Facile synthesis of novel zinc ferrite nanostructures (ZFN) for enhanced adsorption of highly mobile and toxic As(III) from aqueous solutions

Zinc Ferrite Nanostructures (ZFN) with a diameter ranging from 200 to 400 nm and an average grain size of 20 nm were manufactured using a simple hydrothermal process. These nanostructures were effective in removing As(III) from contaminated water. The adsorption process of As(III) on the ZFN followed the pseudo-second-order kinetic model. Adsorption capacity of the ZFN for As(III) reached to 161.3 mg/g at pH 7, surpassing other previously reported similar adsorbents.
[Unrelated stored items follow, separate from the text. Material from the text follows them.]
//! Diagram components and the arena that owns them.
//!
//! # Overview
//!
//! - [`Shape`] - A positioned rectangle with rounded corners
//! - [`Link`] - An elbowed edge with a midpoint and two endpoints
//! - [`ConnectorMarker`] - A handle drawn on a link endpoint while it can be rewired
//! - [`ComponentView`] - A borrowed view of any component, handed to render sinks

use std::collections::HashMap;

use crate::id::{ComponentId, LinkId, MarkerId, RelationId, ShapeId};

mod link;
mod marker;
mod shape;

pub use link::{Link, LinkAttrs, LinkGeometry};
pub use marker::{ConnectorMarker, MarkerState};
pub use shape::{ContentType, Shape, ShapeAttrs};

/// A borrowed view of a component, tagged with its kind.
#[derive(Debug, Clone, Copy)]
pub enum ComponentView<'a> {
    Shape(&'a Shape),
    Link(&'a Link),
    Marker(&'a ConnectorMarker),
}

impl ComponentView<'_> {
    pub fn id(&self) -> ComponentId {
        match self {
            Self::Shape(shape) => shape.id().into(),
            Self::Link(link) => link.id().into(),
            Self::Marker(marker) => marker.id().into(),
        }
    }
}

/// Arena of all live components, keyed by their typed ids.
#[derive(Debug, Default)]
pub(crate) struct Components {
    shapes: HashMap<ShapeId, Shape>,
    links: HashMap<LinkId, Link>,
    markers: HashMap<MarkerId, ConnectorMarker>,
    next_id: u32,
}

impl Components {
    /// Allocates the next raw id. Ids are unique across component kinds.
    pub(crate) fn next_raw_id(&mut self) -> u32 {
        self.next_id += 1;
        self.next_id
    }

    pub(crate) fn insert_shape(&mut self, shape: Shape) {
        self.shapes.insert(shape.id(), shape);
    }

    pub(crate) fn insert_link(&mut self, link: Link) {
        self.links.insert(link.id(), link);
    }

    pub(crate) fn insert_marker(&mut self, marker: ConnectorMarker) {
        self.markers.insert(marker.id(), marker);
    }

    pub(crate) fn shape(&self, id: ShapeId) -> Option<&Shape> {
        self.shapes.get(&id)
    }

    pub(crate) fn shape_mut(&mut self, id: ShapeId) -> Option<&mut Shape> {
        self.shapes.get_mut(&id)
    }

    pub(crate) fn link(&self, id: LinkId) -> Option<&Link> {
        self.links.get(&id)
    }

    pub(crate) fn link_mut(&mut self, id: LinkId) -> Option<&mut Link> {
        self.links.get_mut(&id)
    }

    pub(crate) fn marker(&self, id: MarkerId) -> Option<&ConnectorMarker> {
        self.markers.get(&id)
    }

    pub(crate) fn marker_mut(&mut self, id: MarkerId) -> Option<&mut ConnectorMarker> {
        self.markers.get_mut(&id)
    }

    pub(crate) fn contains(&self, id: ComponentId) -> bool {
        match id {
            ComponentId::Shape(id) => self.shapes.contains_key(&id),
            ComponentId::Link(id) => self.links.contains_key(&id),
            ComponentId::Marker(id) => self.markers.contains_key(&id),
        }
    }

    pub(crate) fn remove(&mut self, id: ComponentId) -> bool {
        match id {
            ComponentId::Shape(id) => self.shapes.remove(&id).is_some(),
            ComponentId::Link(id) => self.links.remove(&id).is_some(),
            ComponentId::Marker(id) => self.markers.remove(&id).is_some(),
        }
    }

    pub(crate) fn view(&self, id: ComponentId) -> Option<ComponentView<'_>> {
        match id {
            ComponentId::Shape(id) => self.shapes.get(&id).map(ComponentView::Shape),
            ComponentId::Link(id) => self.links.get(&id).map(ComponentView::Link),
            ComponentId::Marker(id) => self.markers.get(&id).map(ComponentView::Marker),
        }
    }

    /// Returns the relations registered on a component.
    pub(crate) fn relations(&self, id: ComponentId) -> Option<&[RelationId]> {
        match id {
            ComponentId::Shape(id) => self.shapes.get(&id).map(|shape| shape.relations()),
            ComponentId::Link(id) => self.links.get(&id).map(|link| link.relations()),
            ComponentId::Marker(id) => self.markers.get(&id).map(|marker| marker.relations()),
        }
    }

    fn relations_mut(&mut self, id: ComponentId) -> Option<&mut Vec<RelationId>> {
        match id {
            ComponentId::Shape(id) => self.shapes.get_mut(&id).map(|shape| &mut shape.relations),
            ComponentId::Link(id) => self.links.get_mut(&id).map(|link| &mut link.relations),
            ComponentId::Marker(id) => {
                self.markers.get_mut(&id).map(|marker| &mut marker.relations)
            }
        }
    }

    /// Registers `relation` on a component, ignoring duplicates.
    pub(crate) fn register(&mut self, id: ComponentId, relation: RelationId) {
        if let Some(relations) = self.relations_mut(id) {
            if !relations.contains(&relation) {
                relations.push(relation);
            }
        }
    }

    pub(crate) fn unregister(&mut self, id: ComponentId, relation: RelationId) {
        if let Some(relations) = self.relations_mut(id) {
            relations.retain(|registered| *registered != relation);
        }
    }
}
The analysis of thermodynamic parameters indicated that adsorption process of As(III) on the ZFN was spontaneous, favorable with increasing temperature and endothermic. Experiments for effect of common co-existing ions demonstrated good affinity and selectivity of the ZFN for As(III). The adsorption mechanism of As(III) on the ZFN involves a variety of adsorption mechanisms, comprising electrostatic contact, chemical bonding, and surface complexation. The regeneration study showed that the ZFN can be used as an efficient adsorbent for various consecutive cycles with excellent As(III) adsorption efficiency. Moreover, the ZFN exhibited admirable treatment of simulated real As(III) contaminated water. In summary, ZFN is a highly promising option for effectively removing As(III) in real-world scenarios.